Telephus Euergetes
Introduction
Telephus Euergetes was a late Indo-Greek ruler active in the region of Gandhara; modern authorities place him around 75–70 BCE (Bopearachchi) while another assessment (Senior) dates his rule to about 60 BCE. He appears among the brief, weak successors of the Indo-Scythian king Maues; his coinage preserves only two monograms that he inherited from Maues, and he overstruck coinage of the earlier king Archebius.

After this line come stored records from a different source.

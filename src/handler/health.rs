use async_trait::async_trait;
use http::{Response, StatusCode};
use serde::Serialize;

use crate::{
    core::{SiteContext, SiteResult},
    model::timestamp,
    utils::{request::SiteRequest, response::ResponseBuilder},
};

use super::{Handler, Params};

#[derive(Serialize)]
struct HealthResponse {
    status: &'static str,
    timestamp: String,
    deployment: String,
    store: &'static str,
    notifications: bool,
}

/// Liveness probe. Always answers 200 while the process can serve.
pub struct HealthHandler;

#[async_trait]
impl Handler for HealthHandler {
    async fn handle(
        &self,
        ctx: &SiteContext,
        _request: &SiteRequest,
        _params: Params,
    ) -> SiteResult<Response<Vec<u8>>> {
        let response = HealthResponse {
            status: "ok",
            timestamp: timestamp::format(&timestamp::now()),
            deployment: ctx.deployment.to_string(),
            store: ctx.store_backend(),
            notifications: ctx.notifier.is_some(),
        };
        Ok(ResponseBuilder::json(StatusCode::OK, &response))
    }
}

#[cfg(test)]
mod tests {
    use http::Method;

    use super::*;
    use crate::{config::Deployment, handler::testing::json_body};

    #[tokio::test]
    async fn test_health_without_dependencies() {
        let ctx = SiteContext::bare(Deployment::Edge);
        let req = SiteRequest::new(Method::GET, "/health");

        let resp = HealthHandler.handle(&ctx, &req, Params::new()).await.unwrap();

        assert_eq!(resp.status(), StatusCode::OK);
        let body = json_body(&resp);
        assert_eq!(body["status"], "ok");
        assert_eq!(body["deployment"], "edge");
        assert_eq!(body["store"], "none");
        assert!(timestamp::parse(body["timestamp"].as_str().unwrap()).is_ok());
    }
}
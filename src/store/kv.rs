use async_trait::async_trait;

use crate::{
    config::{etcd::EtcdClientWrapper, Etcd},
    core::{ErrorContext, SiteResult},
    model::{
        timestamp, Analytics, AnalyticsEvent, Submission, SubmissionKind, TriageUpdate,
    },
};

use super::{sort_newest_first, SubmissionStore};

const ANALYTICS_KEY: &str = "analytics";

/// Key-value store used by the edge deployment.
///
/// Each submission is one JSON value at `{prefix}/{kind}/{id}`; the
/// running totals sit at `{prefix}/analytics`. Read-modify-write updates
/// are not transactional, which matches the best-effort counters.
pub struct KvStore {
    etcd: EtcdClientWrapper,
}

impl KvStore {
    pub fn new(config: Etcd) -> Self {
        Self {
            etcd: EtcdClientWrapper::new(config),
        }
    }

    fn key(kind: SubmissionKind, id: &str) -> String {
        format!("{}/{}", kind.key_segment(), id)
    }
}

#[async_trait]
impl SubmissionStore for KvStore {
    fn backend(&self) -> &'static str {
        "etcd"
    }

    async fn insert(&self, submission: &Submission) -> SiteResult<()> {
        let key = Self::key(submission.kind(), submission.id());
        self.etcd.put(&key, submission.to_json()?).await?;
        log::debug!("Stored {} at {}", submission.kind(), key);
        Ok(())
    }

    async fn list(&self, kind: SubmissionKind) -> SiteResult<Vec<Submission>> {
        let values = self.etcd.list(kind.key_segment()).await?;

        let mut submissions = Vec::with_capacity(values.len());
        for value in values {
            match Submission::decode(kind, &value) {
                Ok(submission) => submissions.push(submission),
                Err(e) => log::warn!("Skipping undecodable {kind} entry: {e}"),
            }
        }
        sort_newest_first(&mut submissions);
        Ok(submissions)
    }

    async fn update_triage(
        &self,
        kind: SubmissionKind,
        id: &str,
        update: &TriageUpdate,
    ) -> SiteResult<Option<Submission>> {
        let key = Self::key(kind, id);
        let Some(value) = self.etcd.get(&key).await? else {
            return Ok(None);
        };

        let mut submission = Submission::decode(kind, &value)?;
        submission.apply_triage(update, timestamp::now());
        self.etcd.put(&key, submission.to_json()?).await?;
        Ok(Some(submission))
    }

    async fn record(&self, event: AnalyticsEvent) -> SiteResult<Analytics> {
        let now = timestamp::now();
        let mut analytics = match self.etcd.get(ANALYTICS_KEY).await? {
            Some(value) => serde_json::from_slice(&value).storage_context("decode analytics")?,
            None => Analytics::new(now),
        };
        analytics.record(event, now);
        self.etcd
            .put(ANALYTICS_KEY, serde_json::to_vec(&analytics)?)
            .await?;
        Ok(analytics)
    }

    async fn analytics(&self) -> SiteResult<Option<Analytics>> {
        match self.etcd.get(ANALYTICS_KEY).await? {
            Some(value) => Ok(Some(
                serde_json::from_slice(&value).storage_context("decode analytics")?,
            )),
            None => Ok(None),
        }
    }
}

#[cfg(test)]
mod tests {
    use super::*;

    #[test]
    fn test_keys_per_kind() {
        assert_eq!(KvStore::key(SubmissionKind::Contact, "abc"), "contacts/abc");
        assert_eq!(
            KvStore::key(SubmissionKind::PricingRequest, "abc"),
            "pricing_requests/abc"
        );
    }
}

His extant coinage is rare and idiosyncratic. Silver issues, mostly drachms with a few tetradrachms, feature on the Greek side a serpent-footed monster holding the stems of two plants and on the Kharoshthi side two deities usually identified with Helios and Selene. Bronze coins display a seated Zeus on the obverse and a squatting man holding either a spear or a palm branch on the reverse. None of his coins bear his portrait, an uncommon feature in Indo-Greek numismatics; this absence has led some scholars to propose a non-Greek, possibly Saka, background, but his dynastic ties remain undocumented. His epithet Euergetes, meaning “the Benefactor,” is otherwise unattested among Indo-Greek rulers. Telephus’s rule is chiefly remembered through these distinctive and rare coins; the serpent-monster motif later reappears on bronzes of Hippostratus. The circumstances of his death and precise succession are not securely recorded.